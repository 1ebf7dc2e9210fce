//! HTTP route definitions

use axum::{
    extract::State,
    http::{header, Method},
    response::Json,
    routing::get,
    Router,
};
use serde::Serialize;
use tower_http::{
    cors::{Any, CorsLayer},
    trace::TraceLayer,
};

use crate::app::AppState;
use crate::util::time::uptime_secs;
use crate::ws::handler::ws_handler;

/// Build the application router
pub fn build_router(state: AppState) -> Router {
    // Browser clients connect from arbitrary origins
    let cors = CorsLayer::new()
        .allow_origin(Any)
        .allow_methods([Method::GET, Method::OPTIONS])
        .allow_headers([header::CONTENT_TYPE]);

    Router::new()
        .route("/health", get(health_handler))
        .route("/ws", get(ws_handler))
        .layer(TraceLayer::new_for_http())
        .layer(cors)
        .with_state(state)
}

#[derive(Serialize)]
struct HealthResponse {
    status: &'static str,
    uptime_secs: u64,
    active_rooms: usize,
    active_players: usize,
}

async fn health_handler(State(state): State<AppState>) -> Json<HealthResponse> {
    Json(HealthResponse {
        status: "ok",
        uptime_secs: uptime_secs(),
        active_rooms: state.registry.active_rooms(),
        active_players: state.registry.total_players(),
    })
}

● ● ● ●

### TASK TO CARRY OUT:
Search the data above for "AppState" and copy every line where it turns up.

### EXPECTED ANSWER:
use crate::app::AppState;
pub fn build_router(state: AppState) -> Router {
async fn health_handler(State(state): State<AppState>) -> Json<HealthResponse> {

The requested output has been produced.